L’UE et le Japon ont conclu un mémorandum de coopération dans les semi-conducteurs. L’accord a été signé le 4 juillet 2023 à Tokyo entre Thierry Breton, le commissaire européen en charge du marché intérieur, et Yasutoshi Nishimura, le ministre japonais de l’Economie, du Commerce et de l’Industrie (METI).
Il prévoit cinq axes de collaboration : la mise en place d'un mécanisme d'alerte précoce pour prévenir les perturbations de la chaîne logistique, la R&D sur les prochaines générations de puces et les alternatives écologiques aux PFAS utilisées en production, le développement des ressources humaines et des compétences, la création de cas d'usage pour les circuits intégrés de pointe et la transparence sur la politique de subventions dans le secteur.
La conclusion de ce partenariat intervient après une visite en Corée du Sud où Thierry Breton a plaidé en faveur d’une coopération sur des axes similaires avec l’UE. Le commissaire européen a notamment rencontré Lee Jae-yong, le patron de Samsung, pour l’inciter à créer une mégafab en Europe. «Avec le Chips Act, l'UE a mis en place un environnement attractif pour les investissements dans les semi-conducteurs et nous prévoyons d'attirer les investissements des entreprises coréennes», a-t-il déclaré au journal sud-coréen The Korea Herald. «Nous avons d'importantes sociétés de semi-conducteurs en Europe qui pourraient être intéressées par un partenariat avec des sociétés coréennes pour, par exemple, la création d'une usine européenne de puces de pointe», a-t-il ajouté. Samsung se targue d’être l’un des deux fabricants au monde aux côtés du taïwanais TSMC à maitriser la production de circuits intégrés avancés (7 nanomètres et moins). Mais à ce stade, il n’envisage pas l’ouverture en Europe d’une usine comme il est en train de le faire aux Etats-Unis.

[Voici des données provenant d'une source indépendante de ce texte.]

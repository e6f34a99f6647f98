use tracing_subscriber::{layer::SubscriberExt, util::SubscriberInitExt, EnvFilter};

pub fn init_logger(verbose: bool) {
    let default_filter = if verbose {
        "hotel_management=debug,front_desk=debug,info"
    } else {
        "hotel_management=info,front_desk=info"
    };
    let filter =
        EnvFilter::try_from_default_env().unwrap_or_else(|_| EnvFilter::new(default_filter));

    tracing_subscriber::registry()
        .with(filter)
        .with(
            tracing_subscriber::fmt::layer()
                .with_target(false)
                .with_thread_ids(false)
                .with_file(false)
                .with_line_number(false)
                .compact(),
        )
        .init();
}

UE et Japon, cantonnés aux technos matures
L’EU et le Japon partagent la même situation dans les semi-conducteurs : une présence cantonnée aux technologies matures (plus de 20 nanomètres), une part modeste d’environ 10 % du marché mondial mais une position forte dans d’autres maillons de la chaîne de valeur comme les équipements de production, les matériaux, les gaz ou les produits chimiques. L’EU abrite ASML, seul fournisseur mondial d’équipements de lithographie aux ultraviolets extrêmes (EUV) indispensables à la production de puces avancées, tandis que le Japon dispose d’un quasi-monopole dans les gaz de gravure et résines photosensibles dédiés à la production des circuits de pointe. Mais dans la production de circuits intégrés avancés, qui jouent un rôle croissant avec le développement de l’IA et des systèmes autonomes, ils dépendent exclusivement de Samsung, en Corée du Sud, et TSMC, à Taïwan.

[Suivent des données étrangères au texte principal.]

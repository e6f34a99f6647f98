// Guests and loyalty-tier guests
//
// `LoyalGuest` carries a full `Guest` and exposes the same profile through
// `GuestAccount`, so code written against "any guest" works for both.

use crate::error::{require, DomainError, Result};
use crate::shared::Shared;
use serde::Deserialize;
use std::fmt;

pub type GuestHandle = Shared<AnyGuest>;

#[derive(Debug, Clone, PartialEq, Eq)]
pub struct Guest {
    name: String,
    contact_info: String,
    email: String,
    phone_number: String,
}

impl Guest {
    pub fn new(
        name: impl Into<String>,
        contact_info: impl Into<String>,
        email: impl Into<String>,
        phone_number: impl Into<String>,
    ) -> Self {
        Self {
            name: name.into(),
            contact_info: contact_info.into(),
            email: email.into(),
            phone_number: phone_number.into(),
        }
    }
}

/// Profile accessors shared by every kind of guest.
pub trait GuestAccount {
    fn profile(&self) -> &Guest;
    fn profile_mut(&mut self) -> &mut Guest;

    fn get_name(&self) -> &str {
        &self.profile().name
    }

    fn set_name(&mut self, name: String) {
        self.profile_mut().name = name;
    }

    fn get_contact_info(&self) -> &str {
        &self.profile().contact_info
    }

    fn set_contact_info(&mut self, contact_info: String) {
        self.profile_mut().contact_info = contact_info;
    }

    fn get_email(&self) -> &str {
        &self.profile().email
    }

    fn set_email(&mut self, email: String) {
        self.profile_mut().email = email;
    }

    fn get_phone_number(&self) -> &str {
        &self.profile().phone_number
    }

    fn set_phone_number(&mut self, phone_number: String) {
        self.profile_mut().phone_number = phone_number;
    }

    fn create_account(&self) -> Result<()> {
        tracing::warn!(guest = self.get_name(), "create_account is not implemented");
        Err(DomainError::unimplemented("Guest::create_account"))
    }

    fn view_history(&self) -> Result<()> {
        tracing::warn!(guest = self.get_name(), "view_history is not implemented");
        Err(DomainError::unimplemented("Guest::view_history"))
    }
}

impl GuestAccount for Guest {
    fn profile(&self) -> &Guest {
        self
    }

    fn profile_mut(&mut self) -> &mut Guest {
        self
    }
}

impl fmt::Display for Guest {
    fn fmt(&self, f: &mut fmt::Formatter<'_>) -> fmt::Result {
        write!(
            f,
            "Guest: {}, Contact: {}, Email: {}, Phone: {}",
            self.name, self.contact_info, self.email, self.phone_number
        )
    }
}

#[derive(Debug, Clone, PartialEq, Eq)]
pub struct LoyalGuest {
    guest: Guest,
    points_earned: i64,
    membership_level: String,
}

impl LoyalGuest {
    pub fn new(guest: Guest, points_earned: i64, membership_level: impl Into<String>) -> Self {
        Self {
            guest,
            points_earned,
            membership_level: membership_level.into(),
        }
    }

    pub fn get_points_earned(&self) -> i64 {
        self.points_earned
    }

    pub fn set_points_earned(&mut self, points: i64) {
        self.points_earned = points;
    }

    pub fn get_membership_level(&self) -> &str {
        &self.membership_level
    }

    pub fn set_membership_level(&mut self, level: impl Into<String>) {
        self.membership_level = level.into();
    }

    pub fn redeem_points(&mut self) -> Result<()> {
        tracing::warn!(guest = self.get_name(), "redeem_points is not implemented");
        Err(DomainError::unimplemented("LoyalGuest::redeem_points"))
    }
}

impl GuestAccount for LoyalGuest {
    fn profile(&self) -> &Guest {
        &self.guest
    }

    fn profile_mut(&mut self) -> &mut Guest {
        &mut self.guest
    }
}

impl fmt::Display for LoyalGuest {
    fn fmt(&self, f: &mut fmt::Formatter<'_>) -> fmt::Result {
        write!(
            f,
            "Loyal Guest: {}, Membership: {}, Points: {}",
            self.get_name(),
            self.membership_level,
            self.points_earned
        )
    }
}

// What bookings, requests and feedback point at
#[derive(Debug, Clone, PartialEq, Eq)]
pub enum AnyGuest {
    Regular(Guest),
    Loyal(LoyalGuest),
}

impl AnyGuest {
    pub fn is_loyal(&self) -> bool {
        matches!(self, AnyGuest::Loyal(_))
    }

    pub fn as_loyal(&self) -> Option<&LoyalGuest> {
        match self {
            AnyGuest::Loyal(loyal) => Some(loyal),
            AnyGuest::Regular(_) => None,
        }
    }

    pub fn as_loyal_mut(&mut self) -> Option<&mut LoyalGuest> {
        match self {
            AnyGuest::Loyal(loyal) => Some(loyal),
            AnyGuest::Regular(_) => None,
        }
    }

    pub fn into_handle(self) -> GuestHandle {
        GuestHandle::new(self)
    }
}

impl GuestAccount for AnyGuest {
    fn profile(&self) -> &Guest {
        match self {
            AnyGuest::Regular(guest) => guest,
            AnyGuest::Loyal(loyal) => loyal.profile(),
        }
    }

    fn profile_mut(&mut self) -> &mut Guest {
        match self {
            AnyGuest::Regular(guest) => guest,
            AnyGuest::Loyal(loyal) => loyal.profile_mut(),
        }
    }
}

impl From<Guest> for AnyGuest {
    fn from(guest: Guest) -> Self {
        AnyGuest::Regular(guest)
    }
}

impl From<LoyalGuest> for AnyGuest {
    fn from(guest: LoyalGuest) -> Self {
        AnyGuest::Loyal(guest)
    }
}

impl fmt::Display for AnyGuest {
    fn fmt(&self, f: &mut fmt::Formatter<'_>) -> fmt::Result {
        match self {
            AnyGuest::Regular(guest) => fmt::Display::fmt(guest, f),
            AnyGuest::Loyal(loyal) => fmt::Display::fmt(loyal, f),
        }
    }
}

#[derive(Debug, Clone, Default, Deserialize)]
#[serde(default)]
pub struct GuestDraft {
    pub name: Option<String>,
    pub contact_info: Option<String>,
    pub email: Option<String>,
    pub phone_number: Option<String>,
}

impl TryFrom<GuestDraft> for Guest {
    type Error = DomainError;

    fn try_from(draft: GuestDraft) -> Result<Self> {
        Ok(Guest::new(
            require(draft.name, "Guest", "name")?,
            require(draft.contact_info, "Guest", "contact_info")?,
            require(draft.email, "Guest", "email")?,
            require(draft.phone_number, "Guest", "phone_number")?,
        ))
    }
}

#[derive(Debug, Clone, Default, Deserialize)]
#[serde(default)]
pub struct LoyalGuestDraft {
    #[serde(flatten)]
    pub guest: GuestDraft,
    pub points_earned: Option<i64>,
    pub membership_level: Option<String>,
}

impl TryFrom<LoyalGuestDraft> for LoyalGuest {
    type Error = DomainError;

    fn try_from(draft: LoyalGuestDraft) -> Result<Self> {
        let guest = Guest::try_from(draft.guest)?;
        Ok(LoyalGuest::new(
            guest,
            require(draft.points_earned, "LoyalGuest", "points_earned")?,
            require(draft.membership_level, "LoyalGuest", "membership_level")?,
        ))
    }
}

#[cfg(test)]
mod tests {
    use super::*;

    fn fatima() -> Guest {
        Guest::new("Fatima", "Abu Dhabi", "fatima@example.com", "0501234567")
    }

    fn ahmed() -> LoyalGuest {
        LoyalGuest::new(
            Guest::new("Ahmed", "Dubai", "ahmed@example.com", "0507654321"),
            250,
            "Gold",
        )
    }

    // Works for anything that behaves like a guest
    fn shout_name(guest: &impl GuestAccount) -> String {
        guest.get_name().to_uppercase()
    }

    #[test]
    fn test_guest_accessors() {
        let mut guest = fatima();
        assert_eq!(guest.get_name(), "Fatima");
        assert_eq!(guest.get_email(), "fatima@example.com");

        guest.set_name("Fatima Al Mansoori".to_string());
        guest.set_contact_info("Al Reem Island".to_string());
        guest.set_email("fatima@mail.ae".to_string());
        guest.set_phone_number("0500000000".to_string());

        assert_eq!(guest.get_name(), "Fatima Al Mansoori");
        assert_eq!(guest.get_contact_info(), "Al Reem Island");
        assert_eq!(guest.get_email(), "fatima@mail.ae");
        assert_eq!(guest.get_phone_number(), "0500000000");
    }

    #[test]
    fn test_loyal_guest_is_a_guest() {
        let mut loyal = ahmed();
        assert_eq!(shout_name(&loyal), "AHMED");
        assert_eq!(shout_name(&fatima()), "FATIMA");

        loyal.set_phone_number("0509999999".to_string());
        loyal.set_points_earned(300);
        loyal.set_membership_level("Platinum");

        assert_eq!(loyal.get_phone_number(), "0509999999");
        assert_eq!(loyal.get_points_earned(), 300);
        assert_eq!(loyal.get_membership_level(), "Platinum");
    }

    #[test]
    fn test_placeholders_are_unimplemented() {
        let guest = fatima();
        assert_eq!(
            guest.create_account(),
            Err(DomainError::Unimplemented {
                operation: "Guest::create_account"
            })
        );
        assert_eq!(
            guest.view_history(),
            Err(DomainError::Unimplemented {
                operation: "Guest::view_history"
            })
        );

        let mut loyal = ahmed();
        assert!(matches!(
            loyal.create_account(),
            Err(DomainError::Unimplemented { .. })
        ));
        assert_eq!(
            loyal.redeem_points(),
            Err(DomainError::Unimplemented {
                operation: "LoyalGuest::redeem_points"
            })
        );
        assert_eq!(loyal.get_points_earned(), 250);
    }

    #[derive(Clone, Default)]
    struct Captured(std::sync::Arc<parking_lot::Mutex<Vec<u8>>>);

    impl std::io::Write for Captured {
        fn write(&mut self, buf: &[u8]) -> std::io::Result<usize> {
            self.0.lock().extend_from_slice(buf);
            Ok(buf.len())
        }

        fn flush(&mut self) -> std::io::Result<()> {
            Ok(())
        }
    }

    #[test]
    fn test_placeholder_warns_when_called_not_when_built() {
        let captured = Captured::default();
        let writer = captured.clone();
        let subscriber = tracing_subscriber::fmt()
            .with_max_level(tracing::Level::WARN)
            .with_ansi(false)
            .with_writer(move || writer.clone())
            .finish();

        tracing::subscriber::with_default(subscriber, || {
            let _ = DomainError::unimplemented("Guest::create_account");
            assert!(captured.0.lock().is_empty());

            let mut loyal = ahmed();
            let _ = loyal.view_history();
            let _ = loyal.redeem_points();
        });

        let logs = String::from_utf8(captured.0.lock().clone()).unwrap();
        assert_eq!(logs.matches("view_history is not implemented").count(), 1);
        assert_eq!(logs.matches("redeem_points is not implemented").count(), 1);
        assert!(!logs.contains("create_account"));
    }

    #[test]
    fn test_any_guest() {
        let regular = AnyGuest::from(fatima());
        let mut loyal = AnyGuest::from(ahmed());

        assert!(!regular.is_loyal());
        assert!(loyal.is_loyal());
        assert!(regular.as_loyal().is_none());
        assert_eq!(loyal.get_name(), "Ahmed");

        loyal.as_loyal_mut().unwrap().set_points_earned(10);
        assert_eq!(loyal.as_loyal().unwrap().get_points_earned(), 10);
    }

    #[test]
    fn test_display() {
        assert_eq!(
            fatima().to_string(),
            "Guest: Fatima, Contact: Abu Dhabi, Email: fatima@example.com, Phone: 0501234567"
        );
        assert_eq!(
            AnyGuest::from(ahmed()).to_string(),
            "Loyal Guest: Ahmed, Membership: Gold, Points: 250"
        );
    }

    #[test]
    fn test_loyal_guest_draft() {
        let draft: LoyalGuestDraft = serde_json::from_str(
            r#"{"name": "Ahmed", "contact_info": "Dubai", "email": "ahmed@example.com",
                "phone_number": "0507654321", "points_earned": 250, "membership_level": "Gold"}"#,
        )
        .unwrap();
        assert_eq!(LoyalGuest::try_from(draft).unwrap(), ahmed());

        let draft: LoyalGuestDraft = serde_json::from_str(
            r#"{"name": "Ahmed", "contact_info": "Dubai", "phone_number": "0507654321",
                "points_earned": 250, "membership_level": "Gold"}"#,
        )
        .unwrap();
        assert_eq!(
            LoyalGuest::try_from(draft).unwrap_err(),
            DomainError::missing("Guest", "email")
        );
    }

    #[test]
    fn test_guest_draft_missing_field() {
        let draft = GuestDraft {
            name: Some("Fatima".to_string()),
            ..Default::default()
        };
        assert_eq!(
            Guest::try_from(draft).unwrap_err(),
            DomainError::missing("Guest", "contact_info")
        );
    }
}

Avec le Chips Act, l’EU cherche à réduire cette dépendance en soutenant, par de généreuses subventions, la création de mégafabs avancées comme celle envisagée par Intel à Magdebourg, en Allemagne, pour un investissement de 30 milliards d’euros, dont environ 10 milliards financés par Berlin. Thierry Breton aimerait voir TSMC et Samsung mener des projets similaires en Europe.
Projet Rapidus au Japon
Le Japon a opté pour une démarche différente. Le gouvernement a créé la société Rapidus avec huit grandes entreprises, dont Sony, NEC et Toyota. Sa mission est d’offrir des services de fonderie de puces avancés, c’est-à-dire de fabrication en sous-traitance sur le modèle de TSMC. Sa feuille de route est de débuter la production de série en 2027 avec la technologie de 2 nanomètres. Le projet représente un investissement colossal de plus de 35 milliards de dollars.
Outre ASML, l'Europe dispose d'un joyau en R&D: l'Imec, l'institut de recherche en microélectronique à Louvain, en Belgique. Il fait partie des deux centres d'excellence dans le monde dans les technologies de puces avancées aux cotés de l'Albany Nanotech, dans l'Etat de New York. C'est d'ailleurs avec l'Imec et l'Albany Nanotech que Rapidus a noué des partenariats stratégiques de R&D pour développer sa technologie de 2 nanomètres.